According to Newegg, this kit was first available on 10/07/19 so there's no reviews or info on the web about it and based on previous data points I surmised it would be Micron B-Die but it ended up being some type of Samsung IC after installing and checking BIOS and with the latest version of Thaiphoon Burner. XMP worked just fine. Unfortunately, Thaiphoon doesn't have a full part number for this IC, with a read on either slot giving part number K4AAG085W?-BCPB which I couldn't find any info for whatsoever. My assumption would be Samsung D-Die, but the info I can find for it online points to a part number with K4A4G085WD, and of course if it were E or S-die the part number would end with those letters. Instead, I just get a question mark. The manufacturing date for the DRAM is very recent, November 4-8/week 45 of 2019 which is less than 1 month ago. Anyone got any info on these?
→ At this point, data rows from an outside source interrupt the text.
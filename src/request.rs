//! Endpoint validation and construction of outbound HTTP requests.

use crate::params::Normalized;
use crate::{Error, Result};
use http::header::{CONTENT_TYPE, USER_AGENT};
use std::collections::BTreeMap;
use std::time::Duration;
use url::Url;

const FORM_URLENCODED: &str = "application/x-www-form-urlencoded";

/// HTTP method of an API request.
#[derive(Debug, Clone, Copy, PartialEq, Eq)]
pub enum Method {
    /// A read, sent as a GET with the fields in the query string.
    Read,
    /// A write, sent as a POST with the fields in the body.
    Write,
}

impl Method {
    fn as_http(self) -> http::Method {
        match self {
            Method::Read => http::Method::GET,
            Method::Write => http::Method::POST,
        }
    }
}

impl std::fmt::Display for Method {
    fn fmt(&self, f: &mut std::fmt::Formatter<'_>) -> std::fmt::Result {
        f.write_str(self.as_http().as_str())
    }
}

/// A validated `api.php` endpoint URL.
#[derive(Debug, Clone, PartialEq, Eq)]
pub struct Endpoint(Url);

impl Endpoint {
    /// Parses and validates an endpoint URL.
    ///
    /// The URL must be absolute and its path must end in `api.php`.
    ///
    /// # Examples
    ///
    /// ```
    /// use wikisession::Endpoint;
    ///
    /// assert!(Endpoint::parse("https://en.wikipedia.org/w/api.php").is_ok());
    /// assert!(Endpoint::parse("https://en.wikipedia.org/wiki/Main_Page").is_err());
    /// assert!(Endpoint::parse("/w/api.php").is_err());
    /// ```
    pub fn parse(endpoint: &str) -> Result<Self> {
        let url = Url::parse(endpoint).map_err(|e| {
            Error::InvalidEndpoint(format!("expected a full URL ({}): {:?}", e, endpoint))
        })?;
        if url.host_str().unwrap_or_default().is_empty() {
            return Err(Error::InvalidEndpoint(format!(
                "expected a full URL with a host: {:?}",
                endpoint
            )));
        }
        if !url.path().ends_with("api.php") {
            return Err(Error::InvalidEndpoint(format!(
                "expected a path ending in api.php: {:?}",
                url.path()
            )));
        }
        Ok(Self(url))
    }

    /// The endpoint URL.
    pub fn url(&self) -> &Url {
        &self.0
    }

    /// URL for a read: the fields merged into the preset query, outgoing
    /// values winning and each key kept once.
    pub(crate) fn read_url(&self, fields: &BTreeMap<String, String>) -> Url {
        let mut url = self.0.clone();
        let preset: Vec<(String, String)> = url
            .query_pairs()
            .filter(|(k, _)| !fields.contains_key(k.as_ref()))
            .map(|(k, v)| (k.into_owned(), v.into_owned()))
            .collect();

        url.query_pairs_mut()
            .clear()
            .extend_pairs(preset)
            .extend_pairs(fields);
        url
    }

    /// URL for a write: preset query keys that also appear in the body are
    /// dropped so the body value is authoritative.
    pub(crate) fn write_url(&self, fields: &BTreeMap<String, String>) -> Url {
        let mut url = self.0.clone();
        let preset: Vec<(String, String)> = url
            .query_pairs()
            .filter(|(k, _)| !fields.contains_key(k.as_ref()))
            .map(|(k, v)| (k.into_owned(), v.into_owned()))
            .collect();

        if preset.is_empty() {
            url.set_query(None);
        } else {
            url.query_pairs_mut().clear().extend_pairs(preset);
        }
        url
    }
}

impl std::fmt::Display for Endpoint {
    fn fmt(&self, f: &mut std::fmt::Formatter<'_>) -> std::fmt::Result {
        self.0.fmt(f)
    }
}

/// Encodes fields as an `application/x-www-form-urlencoded` string.
pub(crate) fn urlencode(fields: &BTreeMap<String, String>) -> String {
    url::form_urlencoded::Serializer::new(String::new())
        .extend_pairs(fields)
        .finish()
}

/// Builds a multipart form with one text part per field and one file part
/// per attachment.
fn multipart_form(params: &Normalized) -> Result<reqwest::multipart::Form> {
    let mut form = reqwest::multipart::Form::new();
    for (key, value) in params.fields() {
        form = form.text(key.clone(), value.clone());
    }
    for attachment in params.attachments() {
        let mut part = reqwest::multipart::Part::bytes(attachment.data.to_vec())
            .file_name(attachment.filename.clone());
        if let Some(content_type) = &attachment.content_type {
            part = part.mime_str(content_type)?;
        }
        form = form.part(attachment.field.clone(), part);
    }
    Ok(form)
}

/// Builds the outbound request for `params`.
pub(crate) fn build(
    http_client: &reqwest::Client,
    endpoint: &Endpoint,
    method: Method,
    params: &Normalized,
    user_agent: &str,
    timeout: Option<Duration>,
) -> Result<reqwest::Request> {
    if method == Method::Read {
        if let Some(attachment) = params.attachments().first() {
            return Err(Error::UnsupportedParameterKind {
                key: attachment.field.clone(),
                kind: "file on a read request",
            });
        }
    }

    let url = match method {
        Method::Read => endpoint.read_url(params.fields()),
        Method::Write => endpoint.write_url(params.fields()),
    };

    let mut request = http_client
        .request(method.as_http(), url)
        .header(USER_AGENT, user_agent);

    if let Some(timeout) = timeout {
        request = request.timeout(timeout);
    }

    if method == Method::Write {
        request = if params.attachments().is_empty() {
            request
                .header(CONTENT_TYPE, FORM_URLENCODED)
                .body(urlencode(params.fields()))
        } else {
            request.multipart(multipart_form(params)?)
        };
    }

    Ok(request.build()?)
}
Thanks so much in advance. :thumb:


----------



## Kainhander

*What Samsung Die is this?*

G.Skill Trident Z F4-3600C15D-16GTZ

Works well at 3266 14-14-14-30 on my Ryzen 2700 / Asus Prime X370 Pro. 

Thaiphoon reports Samsung D-die, but works well with the "Safe" B-die timings from "DRAM calculator for Ryzen". 
G.Skill support says Thaiphoon is correct as dies can change between batches, but the calculator doesn't have any support for 3600 speed D-die, or single rank D-Die that big.

Does anybody know what die "K4A8G085WD-BCPB" is?


----------



## emissary42

Since D-Die can not even come close to 3266 14-14-14 or 3600 15-15-15, these are 100% B-Die. 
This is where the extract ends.